The 'cookbook' format is an unusual route to take – how does this differ from a traditional format?
I really enjoyed this format: I used to write articles for the blog and they looked just like the recipes I needed to write for the book. Most non-recipe parts of the book were written by Scar.
What unique challenges are involved in Windows forensics, and how does the book help to address these?
Any operating system has its unique challenges. And Windows is not an exception. Windows examination is easier for most examiners, as they face it very often and usually have it installed on both lab and home computers, so they are very familiar with it. But, of course, there are a lot of OS-specific artifacts an examiner or analyst must know, and must know well.

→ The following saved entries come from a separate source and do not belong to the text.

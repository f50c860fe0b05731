//! Signing identities derived from BIP-39 mnemonics.
//!
//! Two schemes exist and the set is closed, so identities, signatures and
//! verifiers are sum types rather than trait objects. Identity keys follow
//! the substrate derivation (seed from entropy); the separate secp256k1 key
//! used for end-to-end encryption is derived from the *standard* BIP-39
//! seed of the same phrase — both conventions are part of the wire contract.

pub mod signature;
pub mod ss58;

use ed25519_dalek::Signer as _;
use k256::elliptic_curve::sec1::ToEncodedPoint as _;
use schnorrkel::{ExpansionMode, MiniSecretKey};

use crate::error::IdentityError;

pub use signature::{Signature, Verifier};

/// The sr25519 signing context label. All substrate-compatible peers sign
/// under this Merlin transcript label.
pub const SIGNING_CONTEXT: &[u8] = b"substrate";

/// The supported signing schemes.
#[derive(Debug, Clone, Copy, PartialEq, Eq)]
pub enum KeyType {
    Ed25519,
    Sr25519,
}

impl KeyType {
    /// The single-byte signature tag carried on the wire.
    pub fn prefix(&self) -> u8 {
        match self {
            KeyType::Ed25519 => b'e',
            KeyType::Sr25519 => b's',
        }
    }

    /// Resolve a wire signature tag back to its scheme.
    pub fn from_prefix(prefix: u8) -> Option<KeyType> {
        match prefix {
            b'e' => Some(KeyType::Ed25519),
            b's' => Some(KeyType::Sr25519),
            _ => None,
        }
    }
}

impl std::str::FromStr for KeyType {
    type Err = IdentityError;

    fn from_str(s: &str) -> Result<Self, Self::Err> {
        match s {
            "ed25519" => Ok(KeyType::Ed25519),
            "sr25519" => Ok(KeyType::Sr25519),
            other => Err(IdentityError::UnknownKeyType(other.to_string())),
        }
    }
}

impl std::fmt::Display for KeyType {
    fn fmt(&self, f: &mut std::fmt::Formatter<'_>) -> std::fmt::Result {
        match self {
            KeyType::Ed25519 => write!(f, "ed25519"),
            KeyType::Sr25519 => write!(f, "sr25519"),
        }
    }
}

/// A twin's signing identity.
#[derive(Clone)]
pub enum Identity {
    Ed25519(ed25519_dalek::SigningKey),
    Sr25519(Box<schnorrkel::Keypair>),
}

impl Identity {
    /// Derive an identity from a BIP-39 phrase using the substrate seed
    /// derivation (the on-chain account keys use this, not the standard
    /// BIP-39 seed).
    pub fn from_mnemonic(key_type: KeyType, mnemonic: &str) -> Result<Self, IdentityError> {
        let parsed = bip39::Mnemonic::parse_normalized(mnemonic)
            .map_err(|e| IdentityError::BadMnemonic(e.to_string()))?;
        let seed = substrate_bip39::seed_from_entropy(&parsed.to_entropy(), "")
            .map_err(|e| IdentityError::CreationFailed(format!("bad entropy: {e:?}")))?;

        match key_type {
            KeyType::Ed25519 => {
                let mut secret = [0u8; 32];
                secret.copy_from_slice(&seed[..32]);
                Ok(Identity::Ed25519(ed25519_dalek::SigningKey::from_bytes(
                    &secret,
                )))
            }
            KeyType::Sr25519 => {
                let mini = MiniSecretKey::from_bytes(&seed[..32])
                    .map_err(|e| IdentityError::CreationFailed(e.to_string()))?;
                Ok(Identity::Sr25519(Box::new(
                    mini.expand_to_keypair(ExpansionMode::Ed25519),
                )))
            }
        }
    }

    pub fn key_type(&self) -> KeyType {
        match self {
            Identity::Ed25519(_) => KeyType::Ed25519,
            Identity::Sr25519(_) => KeyType::Sr25519,
        }
    }

    /// The 32-byte public key, as stored in the twin's on-chain account.
    pub fn public_key(&self) -> [u8; 32] {
        match self {
            Identity::Ed25519(key) => key.verifying_key().to_bytes(),
            Identity::Sr25519(pair) => pair.public.to_bytes(),
        }
    }

    /// The SS58 account address (substrate format).
    pub fn address(&self) -> String {
        ss58::encode(&self.public_key())
    }

    /// Sign arbitrary bytes with the identity's native scheme.
    pub fn sign(&self, msg: &[u8]) -> Signature {
        match self {
            Identity::Ed25519(key) => Signature::Ed25519(key.sign(msg).to_bytes()),
            Identity::Sr25519(pair) => {
                let ctx = schnorrkel::signing_context(SIGNING_CONTEXT);
                Signature::Sr25519(pair.sign(ctx.bytes(msg)).to_bytes())
            }
        }
    }
}

impl std::fmt::Debug for Identity {
    fn fmt(&self, f: &mut std::fmt::Formatter<'_>) -> std::fmt::Result {
        f.debug_struct("Identity")
            .field("key_type", &self.key_type())
            .field("address", &self.address())
            .finish()
    }
}

/// Derive the secp256k1 private key used for end-to-end encryption.
///
/// Takes the standard 64-byte BIP-39 seed of the phrase and uses its first
/// 32 bytes as the scalar. Reusing the mnemonic keeps a single recovery
/// secret; domain separation comes from the distinct key algorithm. The raw
/// truncation (no HKDF) is required for cross-node interop.
pub fn derive_secure_key(mnemonic: &str) -> Result<k256::SecretKey, IdentityError> {
    let parsed = bip39::Mnemonic::parse_normalized(mnemonic)
        .map_err(|e| IdentityError::BadMnemonic(e.to_string()))?;
    let seed = parsed.to_seed("");
    k256::SecretKey::from_slice(&seed[..32])
        .map_err(|e| IdentityError::CreationFailed(format!("bad secp256k1 scalar: {e}")))
}

/// The 33-byte compressed public key published to the twin's on-chain record.
pub fn secure_public_key(secret: &k256::SecretKey) -> Vec<u8> {
    secret.public_key().to_encoded_point(true).as_bytes().to_vec()
}

#[cfg(test)]
mod tests {
    use super::*;
    use std::str::FromStr;

    const MNEMONIC: &str =
        "garage dad improve reunion girl saddle theory know label reason fantasy deputy";
    const ADDRESS: &str = "5CtwsdH1ggRAgCv2GVfBviWywHzwsYJvhPWhmShpx2DGnb6B";

    #[test]
    fn key_type_from_str() {
        assert_eq!(KeyType::from_str("ed25519").unwrap(), KeyType::Ed25519);
        assert_eq!(KeyType::from_str("sr25519").unwrap(), KeyType::Sr25519);
        assert!(matches!(
            KeyType::from_str("rsa"),
            Err(IdentityError::UnknownKeyType(_))
        ));
    }

    #[test]
    fn bad_mnemonic_rejected() {
        let result = Identity::from_mnemonic(KeyType::Sr25519, "not a valid phrase");
        assert!(matches!(result, Err(IdentityError::BadMnemonic(_))));
    }

    #[test]
    fn sr25519_address_matches_substrate() {
        let identity = Identity::from_mnemonic(KeyType::Sr25519, MNEMONIC).unwrap();
        assert_eq!(identity.address(), ADDRESS);
    }

    #[test]
    fn sign_and_verify_sr25519() {
        let identity = Identity::from_mnemonic(KeyType::Sr25519, MNEMONIC).unwrap();
        let msg = b"my data";
        let sig = identity.sign(msg);

        let verifier = Verifier::new(KeyType::Sr25519, &identity.public_key()).unwrap();
        assert!(verifier.verify(msg, sig.raw()));
        assert!(!verifier.verify(b"my datA", sig.raw()));

        let mut corrupted = sig.raw().to_vec();
        corrupted[0] ^= 1;
        assert!(!verifier.verify(msg, &corrupted));
    }

    #[test]
    fn sign_and_verify_ed25519() {
        let identity = Identity::from_mnemonic(KeyType::Ed25519, MNEMONIC).unwrap();
        let msg = b"my data";
        let sig = identity.sign(msg);

        let verifier = Verifier::new(KeyType::Ed25519, &identity.public_key()).unwrap();
        assert!(verifier.verify(msg, sig.raw()));
        assert!(!verifier.verify(b"my datA", sig.raw()));

        let mut corrupted = sig.raw().to_vec();
        corrupted[63] ^= 1;
        assert!(!verifier.verify(msg, &corrupted));
    }

    #[test]
    fn prefixed_signature_round_trip() {
        let identity = Identity::from_mnemonic(KeyType::Sr25519, MNEMONIC).unwrap();
        let wire = identity.sign(b"payload").to_prefixed_bytes();
        assert_eq!(wire.len(), 65);
        assert_eq!(wire[0], b's');
        assert_eq!(KeyType::from_prefix(wire[0]), Some(KeyType::Sr25519));
        assert_eq!(KeyType::from_prefix(b'x'), None);
    }

    #[test]
    fn secure_key_is_stable_and_compressed() {
        let secret = derive_secure_key(MNEMONIC).unwrap();
        let again = derive_secure_key(MNEMONIC).unwrap();
        assert_eq!(secret.to_bytes(), again.to_bytes());

        let public = secure_public_key(&secret);
        assert_eq!(public.len(), 33);
        assert!(public[0] == 0x02 || public[0] == 0x03);
    }
}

The book introduces a lot of these artifacts, and also the tools, both commercial and open source, capable of extracting them.
What are some of the tools and techniques featured in the book, and why did you choose these?
You can solve a lot of Windows forensic problems with Magnet AXIOM. I think it will become the most widely used forensic tool on the market, as it’s being developed very fast.
Also the book includes the recipes on how to use the most popular open source tools which must be in every digital forensic examiner’s toolkit, for example, the Sleuth Kit and Volatility.
In your opinion, what's the "next big thing" in digital forensics?
I think the “next big thing” is the cloud, especially for mobile forensics. It’s becoming more and more difficult to extract data from mobile devices due to strong passcodes and encryption. Recently we had a discussion with my friend Igor Shorokhov, and he suggested that soon mobile devices would have very limited storage – user data would be stored in the cloud, and it wouldn’t be a problem as the Internet speed would be very fast. As for computer forensics, especially malware forensics, I think we will face memory-only malware more and more often, so nowadays memory forensics skills are a must for every digital forensic examiner.
Finally, when you're not writing or working, what do you enjoy doing in your spare time?
Unfortunately, I don’t have much spare time, because digital forensics takes a lot of it. But if I have some, I really enjoy hanging with my wife and friends, and trying not to give up skateboarding.